In 1090, however, the problems of the crown became more pressing. At a council in León in March, presided over by Cardinal Rainerius, the papal legate and future Pope Paschal II, Pedro of Cardeña, was deposed from the see of Compostela.(24) That important office would remain vacant for the next four years. At León the use of the Roman ritual was apparently reaffirmed as well.(25) Both events, however, were [18]probably overshadowed by the death of Alfonso's younger brother and longtime prisoner, García, on March 22, 1090.(26) The absence of a male heir to the dynasty would have made attention to the problem of succession unavoidable. The charter of Alfonso to the church of Palencia, dated March 31, 1090, states that it was granted on the advice of Count Raymond and Urraca, and it is possible that the marriage was formalized at that time. But the charter presents diplomatic problems, and Raymond's real prominence in the official records dates to some three years later.(27) Still, recognized or not, Raymond's position as possible inheritor of the realm in his wife's or a child's right must have been much enhanced as a result of García's death.
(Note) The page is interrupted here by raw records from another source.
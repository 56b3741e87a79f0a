#![forbid(unsafe_code)]

mod dialect;
mod error;
pub mod unit;

use once_cell::sync::Lazy;

pub use dialect::{Citation, UnitDialect, UnitDialectBuilder};
pub use error::{Error, Result};
pub use unit::{Dimension, Unit, FACTOR_TOLERANCE};

static BASELINE: Lazy<UnitDialect> =
    Lazy::new(|| dialect::baseline().expect("failed to build baseline unit labels"));

static DEFAULT_DIALECT: Lazy<UnitDialect> =
    Lazy::new(|| BASELINE.derive(Citation::Default).build());

static EPSG_DIALECT: Lazy<UnitDialect> =
    Lazy::new(|| dialect::epsg(&BASELINE).expect("failed to build EPSG unit labels"));

static ESRI_DIALECT: Lazy<UnitDialect> =
    Lazy::new(|| dialect::esri(&BASELINE).expect("failed to build ESRI unit labels"));

pub(crate) fn dialect_for(citation: Citation) -> &'static UnitDialect {
    match citation {
        Citation::Default => &DEFAULT_DIALECT,
        Citation::Epsg => &EPSG_DIALECT,
        Citation::Esri => &ESRI_DIALECT,
    }
}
In the same year the Leonese monarch had to face the return of the Murâbits to the peninsula. In the summer of 1090 Alfonso found himself forced to defend the city of Toledo against Emir Yusuf. The attack was beaten off, but in its aftermath Yusuf deposed the Muslim rulers of Granada and Málaga and moved to consolidate his power in Andalucía. When he returned to North Africa, the emir left his cousin, Ben Abu Bakr, in the south. In the campaigns of 1091 the taifa kingdom of al-Mutamid fell; Córdoba, Sevilla, and Calatrava passed into the hands of the Murâbits. Lesser kingdoms -- Jaén, Almería, Denia, and Murcia -- were also subdued, and the entire south except Badajoz was consolidated in the hands of Alfonso's enemy. All northern aid [19]to Sevilla proved unavailing; the western captain, Sisnando David, died in October of that year, and in 1092 the eastern advance post at Aledo finally succumbed to a siege. By the fall of 1092 the pro-Murâbit faction had triumphed in Valencia and only the independent exertions of Rodrigo Díaz de Vivar were preventing the collapse of that eastern flank of the realm.
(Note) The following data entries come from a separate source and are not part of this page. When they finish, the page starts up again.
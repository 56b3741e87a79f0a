//! Generic WKT parse tree.
//!
//! An [`Element`] is the keyword plus its bracketed children as read from the
//! text. Semantic builders take an element apart with the `pull_*` helpers and
//! finish with [`Element::close`], which rejects anything left unconsumed.

use crate::error::{Error, Result};

/// One child of an [`Element`].
#[derive(Debug, Clone, PartialEq)]
pub enum Child {
    Element(Element),
    /// A number literal; `raw` keeps the text as written.
    Number {
        value: f64,
        raw: String,
        position: usize,
    },
    Text {
        value: String,
        position: usize,
    },
    /// A bare word without brackets, e.g. `EAST`.
    Enumeration {
        value: String,
        position: usize,
    },
}

impl Child {
    pub fn position(&self) -> usize {
        match self {
            Child::Element(element) => element.position,
            Child::Number { position, .. }
            | Child::Text { position, .. }
            | Child::Enumeration { position, .. } => *position,
        }
    }

    /// Short rendering used in error messages.
    pub fn describe(&self) -> String {
        match self {
            Child::Element(element) => format!("{}[...]", element.keyword),
            Child::Number { raw, .. } => raw.clone(),
            Child::Text { value, .. } => format!("\"{}\"", value),
            Child::Enumeration { value, .. } => value.clone(),
        }
    }
}

/// A keyword and its ordered children.
#[derive(Debug, Clone, PartialEq)]
pub struct Element {
    pub keyword: String,
    pub children: Vec<Child>,
    /// Offset of the keyword.
    pub position: usize,
    /// Offset of the closing bracket.
    pub end: usize,
}

impl Element {
    pub fn new(keyword: impl Into<String>, position: usize) -> Self {
        Self {
            keyword: keyword.into(),
            children: Vec::new(),
            position,
            end: position,
        }
    }

    pub fn is(&self, keyword: &str) -> bool {
        self.keyword.eq_ignore_ascii_case(keyword)
    }

    pub fn peek(&self) -> Option<&Child> {
        self.children.first()
    }

    pub fn is_empty(&self) -> bool {
        self.children.is_empty()
    }

    fn take_first(&mut self, pred: impl Fn(&Child) -> bool) -> Option<Child> {
        let index = self.children.iter().position(pred)?;
        Some(self.children.remove(index))
    }

    fn missing(&self, what: &str) -> Error {
        Error::unexpected(
            format!("{} in {}", what, self.keyword),
            self.peek()
                .map(Child::describe)
                .unwrap_or_else(|| "]".to_string()),
            self.peek().map(Child::position).unwrap_or(self.end),
        )
    }

    pub fn pull_optional_string(&mut self) -> Option<String> {
        match self.take_first(|c| matches!(c, Child::Text { .. })) {
            Some(Child::Text { value, .. }) => Some(value),
            _ => None,
        }
    }

    /// Remove the first quoted string; `what` names it in errors.
    pub fn pull_string(&mut self, what: &str) -> Result<String> {
        self.pull_optional_string()
            .ok_or_else(|| self.missing(&format!("quoted {}", what)))
    }

    /// Remove the first number, returning its value and source text.
    pub fn pull_optional_number(&mut self) -> Option<(f64, String)> {
        match self.take_first(|c| matches!(c, Child::Number { .. })) {
            Some(Child::Number { value, raw, .. }) => Some((value, raw)),
            _ => None,
        }
    }

    pub fn pull_double(&mut self, what: &str) -> Result<f64> {
        self.pull_optional_number()
            .map(|(value, _)| value)
            .ok_or_else(|| self.missing(&format!("number {}", what)))
    }

    pub fn pull_integer(&mut self, what: &str) -> Result<i64> {
        let position = self
            .children
            .iter()
            .find(|c| matches!(c, Child::Number { .. }))
            .map(Child::position)
            .unwrap_or(self.end);
        let (value, raw) = self
            .pull_optional_number()
            .ok_or_else(|| self.missing(&format!("integer {}", what)))?;
        if value.fract() != 0.0 || !value.is_finite() || value.abs() > i64::MAX as f64 {
            return Err(Error::unexpected(
                format!("integer {} in {}", what, self.keyword),
                raw,
                position,
            ));
        }
        Ok(value as i64)
    }

    /// Whether the next unconsumed child is a number.
    pub fn next_is_number(&self) -> bool {
        matches!(self.peek(), Some(Child::Number { .. }))
    }

    pub fn pull_optional_element(&mut self, keyword: &str) -> Option<Element> {
        match self.take_first(|c| matches!(c, Child::Element(e) if e.is(keyword))) {
            Some(Child::Element(element)) => Some(element),
            _ => None,
        }
    }

    pub fn pull_element(&mut self, keyword: &str) -> Result<Element> {
        self.pull_optional_element(keyword)
            .ok_or_else(|| self.missing(keyword))
    }

    /// Remove the first nested element whatever its keyword.
    pub fn pull_optional_any_element(&mut self) -> Option<Element> {
        match self.take_first(|c| matches!(c, Child::Element(_))) {
            Some(Child::Element(element)) => Some(element),
            _ => None,
        }
    }

    pub fn pull_any_element(&mut self, what: &str) -> Result<Element> {
        self.pull_optional_any_element()
            .ok_or_else(|| self.missing(what))
    }

    /// Remove the first bare word, returned with its offset.
    pub fn pull_optional_enumeration(&mut self) -> Option<(String, usize)> {
        match self.take_first(|c| matches!(c, Child::Enumeration { .. })) {
            Some(Child::Enumeration { value, position }) => Some((value, position)),
            _ => None,
        }
    }

    /// Check that every child was consumed.
    pub fn close(self) -> Result<()> {
        match self.children.first() {
            None => Ok(()),
            Some(child) => Err(Error::unexpected(
                format!("end of {}", self.keyword),
                child.describe(),
                child.position(),
            )),
        }
    }
}

#[cfg(test)]
mod tests {
    use super::*;

    fn number(value: f64, position: usize) -> Child {
        Child::Number {
            value,
            raw: value.to_string(),
            position,
        }
    }

    fn text(value: &str, position: usize) -> Child {
        Child::Text {
            value: value.to_string(),
            position,
        }
    }

    #[test]
    fn pulls_by_kind_in_order() {
        let mut e = Element::new("SPHEROID", 0);
        e.children = vec![text("WGS 84", 9), number(6378137.0, 19), number(298.25, 30)];
        assert_eq!(e.pull_string("name").unwrap(), "WGS 84");
        assert_eq!(e.pull_double("semi-major").unwrap(), 6378137.0);
        assert_eq!(e.pull_double("inverse flattening").unwrap(), 298.25);
        assert!(e.close().is_ok());
    }

    #[test]
    fn pulls_nested_element_by_keyword() {
        let mut e = Element::new("GEOGCS", 0);
        let mut unit = Element::new("UNIT", 20);
        unit.children.push(text("degree", 25));
        e.children = vec![text("x", 7), Child::Element(unit)];
        assert!(e.pull_optional_element("DATUM").is_none());
        let unit = e.pull_element("unit").unwrap();
        assert_eq!(unit.position, 20);
    }

    #[test]
    fn close_rejects_leftovers() {
        let mut e = Element::new("PRIMEM", 0);
        e.children = vec![text("Greenwich", 7), number(0.0, 20), number(1.0, 23)];
        e.pull_string("name").unwrap();
        e.pull_double("longitude").unwrap();
        match e.close() {
            Err(Error::UnexpectedToken { position, .. }) => assert_eq!(position, 23),
            other => panic!("unexpected {:?}", other),
        }
    }

    #[test]
    fn integer_must_be_integral() {
        let mut e = Element::new("VERT_DATUM", 0);
        e.children = vec![number(2005.5, 12)];
        assert!(e.pull_integer("datum type").is_err());
    }

    #[test]
    fn missing_child_reports_keyword() {
        let mut e = Element::new("UNIT", 0);
        e.end = 6;
        let err = e.pull_string("name").unwrap_err();
        assert_eq!(err.position(), Some(6));
        assert!(err.to_string().contains("UNIT"));
    }
}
To meet this rapidly growing threat, the king had to resort in large measure to the self-interested services of his nobles. The Murâbit victory at Zalaca in 1086 had emboldened the taifas to cease the annual tribute payments, and their lack cut very deeply into the available military funds of the crown. At the same time, in April of 1090, the king felt forced to renew his promise of an annual gift to Cluny of 2,000 gold coins.(28) He must, however, continue to exploit the unparalleled opportunity to repopulate and consolidate the 50,000 square kilometers of land between the Río Duero and the Sierra de Guadarrama, now protected by the new conquest of the taifa of Toledo.(29) This process required in turn the successful defense and population of the new realm of Toledo, of roughly the same size, between the Guadarramas and the Río Tajo.
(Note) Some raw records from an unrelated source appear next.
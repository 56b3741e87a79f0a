//! Error types for WKT parsing and formatting

use thiserror::Error;

/// Result type alias
pub type Result<T> = std::result::Result<T, Error>;

/// WKT parse, construction and formatting errors
///
/// Parse errors carry the character offset of the offending fragment.
#[derive(Error, Debug, Clone, PartialEq)]
pub enum Error {
    #[error("Lexical error at offset {position}: {message}")]
    Lexical { message: String, position: usize },

    #[error("Expected {expected}, found '{found}' at offset {position}")]
    UnexpectedToken {
        expected: String,
        found: String,
        position: usize,
    },

    #[error("Unknown keyword '{keyword}' at offset {position}")]
    UnknownKeyword { keyword: String, position: usize },

    #[error("Unknown projection method '{0}'")]
    UnknownProjectionMethod(String),

    #[error("Invalid value for parameter '{name}': {reason}")]
    InvalidParameterValue { name: String, reason: String },

    #[error("Unknown unit label '{label}' at offset {position}")]
    UnknownUnitLabel { label: String, position: usize },

    #[error("Invalid object: {0}")]
    InvalidObject(String),

    #[error("Cannot format: {0}")]
    Format(String),

    #[error(transparent)]
    Units(#[from] meridian_units::Error),
}

impl Error {
    pub(crate) fn unexpected(
        expected: impl Into<String>,
        found: impl Into<String>,
        position: usize,
    ) -> Self {
        Error::UnexpectedToken {
            expected: expected.into(),
            found: found.into(),
            position,
        }
    }

    pub(crate) fn invalid_parameter(name: impl Into<String>, reason: impl Into<String>) -> Self {
        Error::InvalidParameterValue {
            name: name.into(),
            reason: reason.into(),
        }
    }

    /// Character offset of the offending fragment, when the error came from the text.
    pub fn position(&self) -> Option<usize> {
        match self {
            Error::Lexical { position, .. }
            | Error::UnexpectedToken { position, .. }
            | Error::UnknownKeyword { position, .. }
            | Error::UnknownUnitLabel { position, .. } => Some(*position),
            _ => None,
        }
    }
}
To secure this paramount aim, the defense of the frontier was entrusted more and more to nearly autonomous magnates. In the east, Rodrigo Díaz led the resistance at Valencia as virtually an independent prince, especially after taking outright control of that city in 1094. Between Toledo and Valencia the defense was led by Alvar Fáñez, whose rise is attested by the frequency with which he now begins to confirm royal charters and by the status of folk hero that subsequent histories and annals have bestowed upon him. The center of the frontier, including the city of Toledo, was the responsibility of Count Pedro Ansúrez. He had early [20]given property in that city and was governor of Madrid in 1095.(30) North of the Sierra de Guadarrama this trusted Leonese count was also busy with the repopulation of Cuéllar. Alfonso VI chose Raymond of Burgundy for a similar role in the far west. Inevitably that decision transformed the count into one of the great magnates of the realm.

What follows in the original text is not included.